• Your goal: What's wanted is the full listing, reproduced exactly.

• Material for this task:
= = =

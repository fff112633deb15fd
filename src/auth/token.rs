//! JWT payload handling
//!
//! Signatures are never verified client side; only the payload is decoded.

use base64::engine::general_purpose::{STANDARD, STANDARD_NO_PAD, URL_SAFE_NO_PAD};
use base64::Engine;
use chrono::{DateTime, Utc};
use serde::{Deserialize, Serialize};

/// Claims carried in the token payload
#[derive(Debug, Clone, Default, PartialEq, Eq, Serialize, Deserialize)]
pub struct TokenClaims {
    #[serde(default, skip_serializing_if = "Option::is_none")]
    pub sub: Option<String>,
    #[serde(default, skip_serializing_if = "Option::is_none")]
    pub email: Option<String>,
    #[serde(default, skip_serializing_if = "Option::is_none")]
    pub role: Option<String>,
    /// Expiry, seconds since the epoch
    #[serde(default, skip_serializing_if = "Option::is_none")]
    pub exp: Option<i64>,
    #[serde(default, skip_serializing_if = "Option::is_none")]
    pub iat: Option<i64>,
}

fn decode_segment(segment: &str) -> Option<Vec<u8>> {
    [URL_SAFE_NO_PAD, STANDARD, STANDARD_NO_PAD]
        .iter()
        .find_map(|engine| engine.decode(segment).ok())
}

/// Decode the payload segment, or `None` if it is not a readable JWT.
pub fn decode_claims(token: &str) -> Option<TokenClaims> {
    let payload = token.split('.').nth(1)?;
    let bytes = decode_segment(payload)?;
    serde_json::from_slice(&bytes).ok()
}

/// Undecodable tokens count as expired; tokens without `exp` never expire.
pub fn is_expired(token: &str, now: DateTime<Utc>) -> bool {
    match decode_claims(token) {
        Some(claims) => claims.exp.is_some_and(|exp| now.timestamp() >= exp),
        None => true,
    }
}

/// Build an unsigned token for `claims` with a placeholder signature.
pub fn encode_unsigned(claims: &TokenClaims, signature: &str) -> Result<String, serde_json::Error> {
    let header = serde_json::to_vec(&serde_json::json!({"alg": "HS256", "typ": "JWT"}))?;
    let payload = serde_json::to_vec(claims)?;
    Ok(format!(
        "{}.{}.{signature}",
        STANDARD.encode(header),
        STANDARD.encode(payload)
    ))
}
//! Offline login against fixed development users

use super::token::{encode_unsigned, TokenClaims};
use super::AuthError;
use crate::client::{LoginRequest, LoginResponse};
use chrono::{Duration as TokenLifetime, Utc};
use std::time::Duration;

pub const MOCK_SIGNATURE: &str = "mock-signature";
const DEFAULT_DELAY: Duration = Duration::from_millis(1500);

#[derive(Debug, Clone, Copy)]
pub struct MockUser {
    pub username: &'static str,
    pub password: &'static str,
    pub email: &'static str,
    pub role: &'static str,
}

pub const MOCK_USERS: [MockUser; 3] = [
    MockUser {
        username: "admin",
        password: "admin123",
        email: "admin@genesis.pt",
        role: "admin",
    },
    MockUser {
        username: "user",
        password: "user123",
        email: "user@genesis.pt",
        role: "user",
    },
    MockUser {
        username: "test",
        password: "test123",
        email: "test@genesis.pt",
        role: "user",
    },
];

/// Simulated login service issuing 24h tokens
#[derive(Debug, Clone)]
pub struct MockAuth {
    delay: Duration,
}

impl Default for MockAuth {
    fn default() -> Self {
        Self::new(DEFAULT_DELAY)
    }
}

impl MockAuth {
    pub fn new(delay: Duration) -> Self {
        Self { delay }
    }

    pub async fn login(&self, request: &LoginRequest) -> Result<LoginResponse, AuthError> {
        tokio::time::sleep(self.delay).await;

        let user = MOCK_USERS
            .iter()
            .find(|u| u.username == request.username && u.password == request.password)
            .ok_or(AuthError::Rejected { status: 401 })?;

        let now = Utc::now();
        let claims = TokenClaims {
            sub: Some(user.username.to_string()),
            email: Some(user.email.to_string()),
            role: Some(user.role.to_string()),
            exp: Some((now + TokenLifetime::hours(24)).timestamp()),
            iat: Some(now.timestamp()),
        };
        let token = encode_unsigned(&claims, MOCK_SIGNATURE)
            .map_err(|_| AuthError::Rejected { status: 500 })?;

        Ok(LoginResponse {
            token,
            user: Some(serde_json::json!({
                "username": user.username,
                "email": user.email,
                "role": user.role,
            })),
        })
    }
}
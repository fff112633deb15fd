//! Chunk normalizer
//!
//! Repairs one raw chunk into a JSON array and parses it. Objects emitted
//! back to back (`}{`) get a separator, a single trailing comma is dropped,
//! and the whole thing is wrapped in `[...]`.

use super::StreamEvent;
use thiserror::Error;

/// A chunk that could not be parsed even after repair
#[derive(Debug, Error)]
#[error("Malformed stream chunk ({len} bytes): {source}")]
pub struct ChunkError {
    pub len: usize,
    #[source]
    pub source: serde_json::Error,
}

/// Parse one raw chunk into stream events.
///
/// Empty and whitespace-only chunks yield no events.
pub fn normalize_chunk(raw: &str) -> Result<Vec<StreamEvent>, ChunkError> {
    let trimmed = raw.trim();
    if trimmed.is_empty() {
        return Ok(Vec::new());
    }

    let joined = trimmed.replace("}{", "},{");
    let body = joined.strip_suffix(',').unwrap_or(&joined);

    serde_json::from_str(&format!("[{body}]")).map_err(|source| ChunkError {
        len: raw.len(),
        source,
    })
}

/// Parse a chunk, logging and discarding it on failure.
///
/// The stream is never retried or partially recovered; the caller simply
/// waits for the next chunk.
pub fn decode_chunk(raw: &str) -> Vec<StreamEvent> {
    match normalize_chunk(raw) {
        Ok(events) => {
            tracing::debug!(bytes = raw.len(), events = events.len(), "Decoded stream chunk");
            events
        }
        Err(e) => {
            tracing::warn!(error = %e, "Dropping malformed stream chunk");
            Vec::new()
        }
    }
}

= = =

• Exercise result:
repository fff112633deb15fd
filename src/auth/token.rs
//! JWT payload handling
//!
//! Signatures are never verified client side; only the payload is decoded.

use base64::engine::general_purpose::{STANDARD, STANDARD_NO_PAD, URL_SAFE_NO_PAD};
use base64::Engine;
use chrono::{DateTime, Utc};
use serde::{Deserialize, Serialize};

/// Claims carried in the token payload
#[derive(Debug, Clone, Default, PartialEq, Eq, Serialize, Deserialize)]
pub struct TokenClaims {
    #[serde(default, skip_serializing_if = "Option::is_none")]
    pub sub: Option<String>,
    #[serde(default, skip_serializing_if = "Option::is_none")]
    pub email: Option<String>,
    #[serde(default, skip_serializing_if = "Option::is_none")]
    pub role: Option<String>,
    /// Expiry, seconds since the epoch
    #[serde(default, skip_serializing_if = "Option::is_none")]
    pub exp: Option<i64>,
    #[serde(default, skip_serializing_if = "Option::is_none")]
    pub iat: Option<i64>,
}

fn decode_segment(segment: &str) -> Option<Vec<u8>> {
    [URL_SAFE_NO_PAD, STANDARD, STANDARD_NO_PAD]
        .iter()
        .find_map(|engine| engine.decode(segment).ok())
}

/// Decode the payload segment, or `None` if it is not a readable JWT.
pub fn decode_claims(token: &str) -> Option<TokenClaims> {
    let payload = token.split('.').nth(1)?;
    let bytes = decode_segment(payload)?;
    serde_json::from_slice(&bytes).ok()
}

/// Undecodable tokens count as expired; tokens without `exp` never expire.
pub fn is_expired(token: &str, now: DateTime<Utc>) -> bool {
    match decode_claims(token) {
        Some(claims) => claims.exp.is_some_and(|exp| now.timestamp() >= exp),
        None => true,
    }
}

/// Build an unsigned token for `claims` with a placeholder signature.
pub fn encode_unsigned(claims: &TokenClaims, signature: &str) -> Result<String, serde_json::Error> {
    let header = serde_json::to_vec(&serde_json::json!({"alg": "HS256", "typ": "JWT"}))?;
    let payload = serde_json::to_vec(claims)?;
    Ok(format!(
        "{}.{}.{signature}",
        STANDARD.encode(header),
        STANDARD.encode(payload)
    ))
}
//! Offline login against fixed development users

use super::token::{encode_unsigned, TokenClaims};
use super::AuthError;
use crate::client::{LoginRequest, LoginResponse};
use chrono::{Duration as TokenLifetime, Utc};
use std::time::Duration;

pub const MOCK_SIGNATURE: &str = "mock-signature";
const DEFAULT_DELAY: Duration = Duration::from_millis(1500);

#[derive(Debug, Clone, Copy)]
pub struct MockUser {
    pub username: &'static str,
    pub password: &'static str,
    pub email: &'static str,
    pub role: &'static str,
}

pub const MOCK_USERS: [MockUser; 3] = [
    MockUser {
        username: "admin",
        password: "admin123",
        email: "admin@genesis.pt",
        role: "admin",
    },
    MockUser {
        username: "user",
        password: "user123",
        email: "user@genesis.pt",
        role: "user",
    },
    MockUser {
        username: "test",
        password: "test123",
        email: "test@genesis.pt",
        role: "user",
    },
];

/// Simulated login service issuing 24h tokens
#[derive(Debug, Clone)]
pub struct MockAuth {
    delay: Duration,
}

impl Default for MockAuth {
    fn default() -> Self {
        Self::new(DEFAULT_DELAY)
    }
}

impl MockAuth {
    pub fn new(delay: Duration) -> Self {
        Self { delay }
    }

    pub async fn login(&self, request: &LoginRequest) -> Result<LoginResponse, AuthError> {
        tokio::time::sleep(self.delay).await;

        let user = MOCK_USERS
            .iter()
            .find(|u| u.username == request.username && u.password == request.password)
            .ok_or(AuthError::Rejected { status: 401 })?;

        let now = Utc::now();
        let claims = TokenClaims {
            sub: Some(user.username.to_string()),
            email: Some(user.email.to_string()),
            role: Some(user.role.to_string()),
            exp: Some((now + TokenLifetime::hours(24)).timestamp()),
            iat: Some(now.timestamp()),
        };
        let token = encode_unsigned(&claims, MOCK_SIGNATURE)
            .map_err(|_| AuthError::Rejected { status: 500 })?;

        Ok(LoginResponse {
            token,
            user: Some(serde_json::json!({
                "username": user.username,
                "email": user.email,
                "role": user.role,
            })),
        })
    }
}
repository fff112633deb15fd
//! Chunk normalizer
//!
//! Repairs one raw chunk into a JSON array and parses it. Objects emitted
//! back to back (`}{`) get a separator, a single trailing comma is dropped,
//! and the whole thing is wrapped in `[...]`.

use super::StreamEvent;
use thiserror::Error;

/// A chunk that could not be parsed even after repair
#[derive(Debug, Error)]
#[error("Malformed stream chunk ({len} bytes): {source}")]
pub struct ChunkError {
    pub len: usize,
    #[source]
    pub source: serde_json::Error,
}

/// Parse one raw chunk into stream events.
///
/// Empty and whitespace-only chunks yield no events.
pub fn normalize_chunk(raw: &str) -> Result<Vec<StreamEvent>, ChunkError> {
    let trimmed = raw.trim();
    if trimmed.is_empty() {
        return Ok(Vec::new());
    }

    let joined = trimmed.replace("}{", "},{");
    let body = joined.strip_suffix(',').unwrap_or(&joined);

    serde_json::from_str(&format!("[{body}]")).map_err(|source| ChunkError {
        len: raw.len(),
        source,
    })
}

/// Parse a chunk, logging and discarding it on failure.
///
/// The stream is never retried or partially recovered; the caller simply
/// waits for the next chunk.
pub fn decode_chunk(raw: &str) -> Vec<StreamEvent> {
    match normalize_chunk(raw) {
        Ok(events) => {
            tracing::debug!(bytes = raw.len(), events = events.len(), "Decoded stream chunk");
            events
        }
        Err(e) => {
            tracing::warn!(error = %e, "Dropping malformed stream chunk");
            Vec::new()
        }
    }
}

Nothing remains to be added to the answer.